__Exercise aim__. Please return every line in the following data that includes the string "timed".

══ Exercise input

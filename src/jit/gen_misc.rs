//! Generators for input, randomness, and the leftovers: the persistence
//! stubs and version-5 odds and ends.

use crate::fault::Fault;
use crate::instruction::Instruction;
use crate::jit::dispatch::{GenCtx, GenOut};
use crate::jit::ops::Op;
use crate::jit::reuse::Fuse;

pub fn random(ctx: &GenCtx, inst: &Instruction, fuse: Fuse) -> Result<GenOut, Fault> {
    let srcs = ctx.srcs(inst, fuse);
    Ok(GenOut::one(Op::Random {
        range: ctx.arg(inst, &srcs, 0)?,
        dest: ctx.dest(inst, fuse)?,
    }))
}

/// sread/aread. The V4 timed-input operands are accepted and ignored;
/// V5+ stores the terminating character.
pub fn read(ctx: &GenCtx, inst: &Instruction, fuse: Fuse) -> Result<GenOut, Fault> {
    let srcs = ctx.srcs(inst, fuse);
    let text = ctx.arg(inst, &srcs, 0)?;
    let parse = srcs.get(1).copied().unwrap_or(crate::jit::ops::Src::Imm(0));
    let dest = if ctx.version >= 5 {
        Some(ctx.dest(inst, fuse)?)
    } else {
        None
    };
    Ok(GenOut::one(Op::Read {
        text,
        parse,
        extra: srcs.get(2..).unwrap_or_default().to_vec(),
        dest,
    }))
}

pub fn read_char(ctx: &GenCtx, inst: &Instruction, fuse: Fuse) -> Result<GenOut, Fault> {
    // The "1" operand and the timed-read operands carry no meaning here,
    // but their stack effects must still happen.
    Ok(GenOut::one(Op::ReadChar {
        args: ctx.srcs(inst, fuse),
        dest: ctx.dest(inst, fuse)?,
    }))
}

/// V4/V5 save and restore store-forms: persistence is a collaborator
/// this runtime does not carry, so both store the documented failure.
pub fn save_stub(ctx: &GenCtx, inst: &Instruction, fuse: Fuse) -> Result<GenOut, Fault> {
    Ok(GenOut::one(Op::StoreConst {
        value: 0,
        dest: ctx.dest(inst, fuse)?,
    }))
}

/// save_undo stores -1: "the interpreter does not provide undo".
pub fn save_undo(ctx: &GenCtx, inst: &Instruction, fuse: Fuse) -> Result<GenOut, Fault> {
    Ok(GenOut::one(Op::StoreConst {
        value: 0xFFFF,
        dest: ctx.dest(inst, fuse)?,
    }))
}

pub fn restore_undo(ctx: &GenCtx, inst: &Instruction, fuse: Fuse) -> Result<GenOut, Fault> {
    Ok(GenOut::one(Op::StoreConst {
        value: 0,
        dest: ctx.dest(inst, fuse)?,
    }))
}

pub fn set_font(ctx: &GenCtx, inst: &Instruction, fuse: Fuse) -> Result<GenOut, Fault> {
    let srcs = ctx.srcs(inst, fuse);
    Ok(GenOut::one(Op::SetFont {
        font: ctx.arg(inst, &srcs, 0)?,
        dest: ctx.dest(inst, fuse)?,
    }))
}

pub fn check_unicode(ctx: &GenCtx, inst: &Instruction, fuse: Fuse) -> Result<GenOut, Fault> {
    // ASCII repertoire only: printable, not readable.
    Ok(GenOut::one(Op::StoreConst {
        value: 1,
        dest: ctx.dest(inst, fuse)?,
    }))
}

════

__Solution to this exercise__.
/// sread/aread. The V4 timed-input operands are accepted and ignored;
    // The "1" operand and the timed-read operands carry no meaning here,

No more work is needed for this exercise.